Los gemelos oncológicos (y tres)

 

Tenía prisa por largarme de allí, la compañía de ese tipo me disgustaba, y ese disgusto se manifestaba con desagradables sensaciones físicas, algo parecido a una marea nauseosa que me costó contener. Su olor personal, su desaliño, sus ademanes chulescos, el tono burlón de su voz…todo ello traducía resentimiento hacia mí y hacia los que son como yo, personas que han alcanzado un estatus social a base de esfuerzo y mérito. El típico resentimiento de clase de quien no ha logrado sacar la cabeza de la mediocridad, quien ha visto una y otra vez, a lo largo y ancho de su vida, como otros se llevaban las mejores calificaciones, los mejores trabajos y las mujeres más atractivas. Un tipo cuyo mundo ideal sería el regido por un gobierno comunista que aupase a las clases desfavorecidas, a los que fueron perdedores en las aulas, que le encaramase a un puesto de responsabilidad que le permitiese segar a los meritorios, a los mejores, a los que le habían superado en deportes y en matemáticas, a los que más tarde lucirían un reloj caro en la muñeca y conducirían un coche de lujo para llevar a cenar a un restaurante caro a una mujer que para él sería siempre inalcanzable.

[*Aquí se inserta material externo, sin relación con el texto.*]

//! Key construction for common binary formats.
//!
//! Symbol servers address artifacts by `<name>/<signature>/<name>` keys;
//! the signature encoding differs per format. These helpers build the two
//! common forms and route the result through [`SymbolKey`] sanitization so
//! a hostile file name cannot smuggle path segments into a cache.

use symstore::{StoreError, SymbolKey};
use uuid::Uuid;

/// Key for an executable image, from the COFF header's link timestamp and
/// mapped image size: `<filename>/<timestamp-hex><imagesize-hex>/<filename>`.
///
/// Both hex runs are lowercase without leading zeros.
pub fn image_key(
    file_name: &str,
    time_date_stamp: u32,
    size_of_image: u32,
) -> Result<SymbolKey, StoreError> {
    let file_name = single_segment(file_name)?;
    SymbolKey::new(format!(
        "{file_name}/{time_date_stamp:x}{size_of_image:x}/{file_name}"
    ))
}

/// Key for a debug database, from its signature GUID and age:
/// `<pdbname>/<guid-hex-nohyphens><age-hex>/<pdbname>`.
pub fn pdb_key(pdb_name: &str, signature: Uuid, age: u32) -> Result<SymbolKey, StoreError> {
    let pdb_name = single_segment(pdb_name)?;
    SymbolKey::new(format!(
        "{pdb_name}/{}{age:x}/{pdb_name}",
        signature.as_simple()
    ))
}

/// A file name must be exactly one path segment of the key it names.
fn single_segment(name: &str) -> Result<&str, StoreError> {
    if name.contains('/') {
        return Err(StoreError::InvalidKey(format!(
            "file name {name:?} contains a path separator"
        )));
    }
    Ok(name)
}
use crate::error::StoreError;
use std::fmt;
use std::path::PathBuf;

/// A forward-slash-delimited relative path identifying a symbol file,
/// e.g. `clr.dll/4ba21eeb965000/clr.dll`.
///
/// Keys are compared byte-for-byte. Construction rejects anything that
/// could escape a cache root once the key is used as a relative path.
#[derive(Debug, Clone, PartialEq, Eq, Hash)]
pub struct SymbolKey(String);

impl SymbolKey {
    pub fn new(key: impl Into<String>) -> Result<Self, StoreError> {
        let key = key.into();
        if key.is_empty() {
            return Err(StoreError::InvalidKey("key is empty".to_string()));
        }
        if key.contains('\0') {
            return Err(StoreError::InvalidKey(format!(
                "key {key:?} contains a null byte"
            )));
        }
        if key.contains('\\') {
            return Err(StoreError::InvalidKey(format!(
                "key {key:?} contains a backslash; keys are forward-slash delimited"
            )));
        }
        if key.starts_with('/') {
            return Err(StoreError::InvalidKey(format!("key {key:?} is absolute")));
        }
        if key.as_bytes().get(1) == Some(&b':') {
            return Err(StoreError::InvalidKey(format!(
                "key {key:?} starts with a drive prefix"
            )));
        }
        for segment in key.split('/') {
            if segment.is_empty() {
                return Err(StoreError::InvalidKey(format!(
                    "key {key:?} contains an empty path segment"
                )));
            }
            if segment == ".." {
                return Err(StoreError::InvalidKey(format!(
                    "key {key:?} contains a parent-directory segment"
                )));
            }
        }
        Ok(Self(key))
    }

    pub fn as_str(&self) -> &str {
        &self.0
    }

    /// Directory portion of the key; empty when the key has no slash.
    pub fn dir(&self) -> &str {
        self.0.rsplit_once('/').map(|(dir, _)| dir).unwrap_or("")
    }

    /// Final path segment of the key.
    pub fn file_name(&self) -> &str {
        self.0
            .rsplit_once('/')
            .map(|(_, file)| file)
            .unwrap_or(&self.0)
    }

    /// Relative filesystem path with separators normalized to the platform's.
    pub fn to_rel_path(&self) -> PathBuf {
        self.0.split('/').collect()
    }

    /// The key with its last character replaced by `_`, the compressed-blob
    /// naming convention.
    pub(crate) fn compressed(&self) -> String {
        let mut compressed = self.0.clone();
        compressed.pop();
        compressed.push('_');
        compressed
    }
}

impl fmt::Display for SymbolKey {
    fn fmt(&self, f: &mut fmt::Formatter<'_>) -> fmt::Result {
        f.write_str(&self.0)
    }
}

#[cfg(test)]
mod tests {
    use super::*;
    use pretty_assertions::assert_eq;

    #[test]
    fn accepts_typical_keys() {
        let key = SymbolKey::new("clr.dll/4ba21eeb965000/clr.dll").unwrap();
        assert_eq!(key.as_str(), "clr.dll/4ba21eeb965000/clr.dll");
        assert_eq!(key.dir(), "clr.dll/4ba21eeb965000");
        assert_eq!(key.file_name(), "clr.dll");
    }

    #[test]
    fn single_segment_key_has_empty_dir() {
        let key = SymbolKey::new("notes.txt").unwrap();
        assert_eq!(key.dir(), "");
        assert_eq!(key.file_name(), "notes.txt");
    }

    #[test]
    fn rejects_traversal_and_absolute_forms() {
        assert!(SymbolKey::new("").is_err());
        assert!(SymbolKey::new("a/../b").is_err());
        assert!(SymbolKey::new("../a/b").is_err());
        assert!(SymbolKey::new("/a/b").is_err());
        assert!(SymbolKey::new("c:/a/b").is_err());
        assert!(SymbolKey::new("a\\b").is_err());
        assert!(SymbolKey::new("a//b").is_err());
        assert!(SymbolKey::new("a/b\0").is_err());
    }

    #[test]
    fn compressed_replaces_last_character() {
        let key = SymbolKey::new("clr.dll/4ba21eeb965000/clr.dll").unwrap();
        assert_eq!(key.compressed(), "clr.dll/4ba21eeb965000/clr.dl_");
    }

    #[test]
    fn rel_path_splits_on_slashes() {
        let key = SymbolKey::new("a/b/c").unwrap();
        let rel_path = key.to_rel_path();
        let path: Vec<_> = rel_path.components().collect();
        assert_eq!(path.len(), 3);
    }
}
use crate::diagnostics::Outcome;
use crate::error::StoreError;
use crate::key::SymbolKey;
use crate::result::{SearchResult, StreamFactory, SymbolStream};
use crate::store::{CacheValidityPolicy, SymbolStore};
use async_trait::async_trait;
use futures::future::BoxFuture;
use futures::{FutureExt, TryStreamExt};
use reqwest::{Client, Response, StatusCode};
use std::io;
use std::sync::{Arc, Mutex};
use time::OffsetDateTime;
use tokio_util::io::StreamReader;
use tokio_util::sync::CancellationToken;
use tracing::{debug, warn};

/// Hook issuing follow-up requests after an authoritative 404.
///
/// Returning `Some` propagates that result to the caller; returning `None`
/// lets the store report `NotFound`. The hook receives the store so it can
/// reuse its HTTP client and name.
pub type AdditionalRequests = Arc<
    dyn Fn(
            &HttpSymbolStore,
            &SymbolKey,
            &CancellationToken,
            OffsetDateTime,
        ) -> BoxFuture<'static, Option<SearchResult>>
        + Send
        + Sync,
>;

/// Client for one symbol server: a plain `GET` of `{base}/{key}`, with an
/// unreachable-backoff memory so a dead server is not hammered on every
/// lookup.
pub struct HttpSymbolStore {
    name: String,
    client: Client,
    last_unreachable: Mutex<Option<OffsetDateTime>>,
    additional_requests: Option<AdditionalRequests>,
}

impl HttpSymbolStore {
    pub fn new(base_url: &str) -> Result<Self, StoreError> {
        Self::with_additional_requests(base_url, None)
    }

    pub fn with_additional_requests(
        base_url: &str,
        additional_requests: Option<AdditionalRequests>,
    ) -> Result<Self, StoreError> {
        let name = base_url.trim_end_matches('/').to_string();
        reqwest::Url::parse(&name)
            .map_err(|err| StoreError::InvalidUrl(format!("{base_url}: {err}")))?;
        let client = Client::builder().build()?;
        Ok(Self {
            name,
            client,
            last_unreachable: Mutex::new(None),
            additional_requests,
        })
    }

    pub(crate) fn client(&self) -> &Client {
        &self.client
    }

    fn url_for(&self, key: &SymbolKey) -> String {
        format!("{}/{key}", self.name)
    }

    fn circuit_open(&self, now: OffsetDateTime, policy: &CacheValidityPolicy) -> bool {
        if let Ok(last) = self.last_unreachable.lock()
            && let Some(at) = *last
        {
            return now < at + policy.unreachable_status_validity;
        }
        false
    }

    fn record_unreachable(&self, at: OffsetDateTime) {
        if let Ok(mut last) = self.last_unreachable.lock() {
            *last = Some(at);
        }
    }

    fn unreachable(&self, key: &SymbolKey, url: String, query_time: OffsetDateTime) -> SearchResult {
        SearchResult::new(
            Outcome::Unreachable,
            &self.name,
            Some(self.url_for(key)),
            Some(url),
            query_time,
            None,
            None,
        )
    }
}

#[async_trait]
impl SymbolStore for HttpSymbolStore {
    fn name(&self) -> &str {
        &self.name
    }

    fn file_identity(&self, key: &SymbolKey) -> Option<String> {
        Some(self.url_for(key))
    }

    async fn find(
        &self,
        key: &SymbolKey,
        cancel: &CancellationToken,
        policy: &CacheValidityPolicy,
    ) -> Option<SearchResult> {
        let query_time = OffsetDateTime::now_utc();
        let url = self.url_for(key);
        if self.circuit_open(query_time, policy) {
            debug!("{} recently unreachable, skipping {url}", self.name);
            return Some(self.unreachable(key, url, query_time));
        }

        let request = self.client.get(&url).send();
        let response = tokio::select! {
            _ = cancel.cancelled() => {
                debug!("query for {key} cancelled before {url} answered");
                return Some(self.unreachable(key, url, query_time));
            }
            response = request => response,
        };

        match response {
            Ok(response) if response.status().is_success() => Some(SearchResult::new(
                Outcome::Success,
                &self.name,
                Some(self.url_for(key)),
                Some(url),
                query_time,
                None,
                Some(response_stream(response)),
            )),
            Ok(response) if response.status() == StatusCode::NOT_FOUND => {
                if let Some(additional) = &self.additional_requests
                    && let Some(found) = additional.as_ref()(self, key, cancel, query_time).await
                {
                    return Some(found);
                }
                debug!("{url} answered 404");
                Some(SearchResult::new(
                    Outcome::NotFound,
                    &self.name,
                    Some(self.url_for(key)),
                    Some(url),
                    query_time,
                    None,
                    None,
                ))
            }
            Ok(response) => {
                warn!("{url} answered {}", response.status());
                self.record_unreachable(query_time);
                Some(self.unreachable(key, url, query_time))
            }
            Err(err) => {
                warn!("request to {url} failed: {err}");
                self.record_unreachable(query_time);
                Some(self.unreachable(key, url, query_time))
            }
        }
    }
}

/// Adapts a response body into a [`SymbolStream`].
pub(crate) fn body_stream(response: Response) -> SymbolStream {
    Box::pin(StreamReader::new(
        response.bytes_stream().map_err(io::Error::other),
    ))
}

/// Deferred reader over a response body.
pub(crate) fn response_stream(response: Response) -> StreamFactory {
    Box::new(move || async move { Ok(body_stream(response)) }.boxed())
}

#[cfg(test)]
mod tests {
    use super::*;
    use pretty_assertions::assert_eq;

    #[test]
    fn trailing_slash_is_trimmed_from_name() {
        let store = HttpSymbolStore::new("http://symbols.example.com/store/").unwrap();
        assert_eq!(store.name(), "http://symbols.example.com/store");
    }

    #[test]
    fn identity_joins_name_and_key() {
        let store = HttpSymbolStore::new("http://symbols.example.com").unwrap();
        let key = SymbolKey::new("a/b/c").unwrap();
        assert_eq!(
            store.file_identity(&key).as_deref(),
            Some("http://symbols.example.com/a/b/c")
        );
    }

    #[test]
    fn rejects_unparseable_base_url() {
        assert!(HttpSymbolStore::new("not a url").is_err());
    }

    #[test]
    fn circuit_opens_only_within_the_validity_window() {
        let store = HttpSymbolStore::new("http://symbols.example.com").unwrap();
        let policy = CacheValidityPolicy::default();
        let now = OffsetDateTime::now_utc();
        assert!(!store.circuit_open(now, &policy));

        store.record_unreachable(now);
        assert!(store.circuit_open(now + std::time::Duration::from_secs(60), &policy));
        assert!(!store.circuit_open(now + std::time::Duration::from_secs(600), &policy));
    }
}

Podía comprenderlo. En cierto modo, esto supondría una suerte de venganza para un tipo así, una pequeña revancha, convertirse en el burlador de uno de esos hombres que siempre odió y envidió al mismo tiempo. Al menos, podría arrebatarles una pequeña parte de lo que la fortuna les había concedido y a él le había negado. Por eso lo recluté, era perfecto para mi plan. Pero no soy idiota, y sé perfectamente que el trato que habíamos firmado me coloca en una situación de debilidad. Poco o nada le impediría, llegado el momento, hacerme chantaje con la amenaza de desvelarlo todo. Quizás en este momento está sopesando hacerlo ya o, más posiblemente, haya decidido esperar a conseguir algo más de dinero con futuros enfermos. Pero yo estoy lejos de ser idiota, ese pobre desgraciado no ha sabido calarme tan bien como yo a él. Reconozco que soy ambicioso, que me he fabricado un estilo de vida del que, finalmente, me he convertido en esclavo. Y no me importa, estoy dispuesto a pagar el precio. Yo no inventé las reglas, simplemente las he utilizado en mi provecho, consciente de ser un comediante en una representación en la que el decorado lo es todo. Nosotros, los personajes, somos ridículos y patéticos, pero la obra debe continuar, nos guste o no, y si hay que seguir actuando, al menos que el atrezo sea elegante. Hay que lucir bien en la farsa, y para eso hace falta dinero.

Pero lo que el pobre desgraciado no ha tenido en cuenta es que yo soy un médico que me tomo en serio el oficio, que no se permite el fracaso con los pacientes. No me entiendan mal, no es por altruismo ni tampoco por una actitud moral enraizada en el juramento hipocrático, que convierte al enfermo en la mayor prioridad. Es por orgullo, por la satisfacción de demostrarme a mí mismo que soy el mejor, que puedo triunfar donde la mayoría falla, que puedo extraer la mejor solución que la ciencia médica ofrece en cada caso, y para ello estoy dispuesto a cruzar cualquier barrera legal o ética. Y si ello me permite vivir en un lujoso decorado, mejor todavía. Ese incauto se pregunta por qué tenemos que hacer el paripé sometiéndolo a análisis o exploraciones radiológicas, si realmente no está enfermo. Le expliqué (hoy he tenido que volver a hacerlo), que debemos guardar las apariencias, que hay que dotar de verosimilitud a la farsa. Pero lo que él no sabe es que en una de esas sesiones le inoculé la enfermedad tumoral de su gemelo oncológico. Pronto empezará con los primeros síntomas… y vendrá a consultar conmigo. Y yo le explicaré la verdad. Sé que se pondrá furioso, que incluso intentará agredirme, que amenazará con llevarme a los tribunales. Pero todo eso se quedará en un inútil arrebato, porque se dará cuenta de que está en mis manos, que si quiere optar a los mejores tratamientos, si confía en tener una sola posibilidad de supervivencia, no le quedará otro remedio que aceptar la realidad y doblegarse e implorarme que lo admita como paciente. Y yo me tomo muy en serio mi oficio pero, desgraciadamente, nadie logra un cien por cien de éxito.